Help in civilizing self, please.

Perhaps reading the Times Sunday Styles section on the Wednesday night bus ride is the uber-convenient metaphor for my chronic tardiness.   (An hour late to work this morning .... ugh .....)  As in most folks, by Wednesday, are usually reading the Wednesday paper.

Then, as if karmic, the 2 articles on Page 6 I got through on the ride were:

"When a Former Life Beckons": one (37-year-old!) woman's tale about re-designing her drunken, done-in-her-20s bikini-tattoo, as a way of reminding herself that she wasn't totally "settled down."

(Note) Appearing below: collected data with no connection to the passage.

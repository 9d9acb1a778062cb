//! Settings for the globe window, scene and diagnostics, persisted as RON.
//!
//! Every section is `#[serde(default)]`, so a partial or older `config.ron`
//! still loads and unknown keys are ignored.

use std::path::{Path, PathBuf};

use serde::{Deserialize, Serialize};

use crate::error::ConfigError;

const APP_NAME: &str = "contact-globe";

/// File name inside the config directory.
pub const CONFIG_FILE: &str = "config.ron";

#[derive(Debug, Clone, Default, Serialize, Deserialize, PartialEq)]
#[serde(default)]
pub struct Config {
    pub window: WindowConfig,
    pub scene: SceneConfig,
    pub render: RenderConfig,
    pub debug: DebugConfig,
}

#[derive(Debug, Clone, Serialize, Deserialize, PartialEq)]
#[serde(default)]
pub struct WindowConfig {
    /// Logical pixels.
    pub width: u32,
    /// Logical pixels.
    pub height: u32,
    /// Borderless fullscreen on the current monitor.
    pub fullscreen: bool,
    /// Present with `Fifo`.
    pub vsync: bool,
    pub title: String,
}

/// Scene construction parameters.
///
/// Texture art tables are fixed; these only control tessellation, framing
/// and the random source used for star, blob and cloud-puff jitter.
#[derive(Debug, Clone, Serialize, Deserialize, PartialEq)]
#[serde(default)]
pub struct SceneConfig {
    /// Seed for procedural texture jitter. `None` draws one from OS entropy.
    pub seed: Option<u64>,
    /// Width and height segments of the planet, cloud and atmosphere spheres.
    pub planet_segments: u32,
    /// Width and height segments of the enclosing galaxy sphere.
    pub background_segments: u32,
    /// Initial camera distance from the planet center along +Z.
    pub camera_distance: f32,
    /// Vertical field of view in degrees.
    pub fov_degrees: f32,
    /// Draw the screen-space twinkling and shooting star overlay.
    pub star_overlay: bool,
}

#[derive(Debug, Clone, Serialize, Deserialize, PartialEq)]
#[serde(default)]
pub struct RenderConfig {
    /// Requested MSAA sample count. Lowered to what the adapter supports;
    /// 1 disables multisampling.
    pub msaa_samples: u32,
}

#[derive(Debug, Clone, Serialize, Deserialize, PartialEq)]
#[serde(default)]
pub struct DebugConfig {
    /// `tracing` filter directive used when `RUST_LOG` is unset.
    pub log_level: String,
    /// Log every N-th frame at debug level (0 disables frame logging).
    pub frame_log_interval: u64,
}

impl Default for WindowConfig {
    fn default() -> Self {
        Self {
            width: 1280,
            height: 720,
            fullscreen: false,
            vsync: true,
            title: "Contact Globe".to_string(),
        }
    }
}

impl Default for SceneConfig {
    fn default() -> Self {
        Self {
            seed: None,
            planet_segments: 128,
            background_segments: 64,
            camera_distance: 12.0,
            fov_degrees: 75.0,
            star_overlay: true,
        }
    }
}

impl Default for RenderConfig {
    fn default() -> Self {
        Self { msaa_samples: 4 }
    }
}

impl Default for DebugConfig {
    fn default() -> Self {
        Self {
            log_level: "info".to_string(),
            frame_log_interval: 0,
        }
    }
}

/// `<platform config dir>/contact-globe`.
pub fn default_config_dir() -> Result<PathBuf, ConfigError> {
    dirs::config_dir()
        .map(|base| base.join(APP_NAME))
        .ok_or(ConfigError::NoConfigDir)
}

fn read_file(path: &Path) -> Result<Config, ConfigError> {
    let text = std::fs::read_to_string(path).map_err(|source| ConfigError::Read {
        path: path.to_path_buf(),
        source,
    })?;
    ron::from_str(&text).map_err(|source| ConfigError::Parse {
        path: path.to_path_buf(),
        source,
    })
}

impl Config {
    /// Read `config.ron` from `config_dir`. A missing file is created with
    /// the defaults.
    pub fn load_or_create(config_dir: &Path) -> Result<Self, ConfigError> {
        let path = config_dir.join(CONFIG_FILE);
        if !path.exists() {
            let config = Config::default();
            config.save(config_dir)?;
            log::info!("Wrote default config to {}", path.display());
            return Ok(config);
        }
        let config = read_file(&path)?;
        log::info!("Config loaded from {}", path.display());
        Ok(config)
    }

    /// Write `config.ron` into `config_dir`, creating the directory.
    pub fn save(&self, config_dir: &Path) -> Result<(), ConfigError> {
        let path = config_dir.join(CONFIG_FILE);
        let write_err = |source| ConfigError::Write {
            path: path.clone(),
            source,
        };
        std::fs::create_dir_all(config_dir).map_err(write_err)?;

        let pretty = ron::ser::PrettyConfig::new()
            .depth_limit(4)
            .indentor("  ".to_string());
        let text = ron::ser::to_string_pretty(self, pretty)?;
        std::fs::write(&path, text).map_err(write_err)
    }

    /// Re-read `config.ron`. Returns the new config only when it differs
    /// from `self`.
    pub fn reload(&self, config_dir: &Path) -> Result<Option<Self>, ConfigError> {
        let fresh = read_file(&config_dir.join(CONFIG_FILE))?;
        if fresh == *self {
            return Ok(None);
        }
        log::info!("Config changed on disk");
        Ok(Some(fresh))
    }
}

It scared the shit out of me.
"I breathed, and then I breathed more, enduring the kind of sharp, mean and intense pain that had been impossible for me to feel in my 20s. I cried, acutely aware that only now was I capable of feeling this pain, and remembering my young recklessness. If this current pain was so intense, what, I wondered, might I be vulnerable to feeling after another 15 years that I can’t yet imagine at 37?"
Right next to it was the blog "Studied":  "The Marrying Kind:  Born or Made?"
"Women have long been saddled with the onus of 'civilizing men.' According to studies of varying reliability, once under the womanly wing of matrimony, men work more, make more money, go to church more, eat more healthily and drink less unhealthily. Sociologists refer to this as “the marriage effect."
"But there has long been a niggling question: Is marriage responsible for turning the beastly male into a well-behaved husband? Or are the upstanding men the ones who marry in the first place? The debate is between selection bias (men who marry are not misbehavers) and causation (married men don’t misbehave). 
Thinking of my own behavior as of late ... staying up until ungodly hours 3 nights running and then oversleeping same; walking the city during a snowstorm carrying a box of cat litter in one hand and a 12-pack of Sunkist in the other while wearing paisley waders, red gym shorts and a parka; seeing Saturday-night's wine glasses still unrinsed, sitting next to the sink, and leaving them unrinsed yet another night ....

I'm ready for my civilizing effect, methinks.  Wonder if I can find a man who's ready to be saddled with the onus of me ....?


Day 19 of 31: 3.01 miles
January total: 28.36

1 comment:

Brandi said...

Don't read too much into it...the author said she was comparing getting re-inked to another time, when she did it drunk? Of course she feels more pain.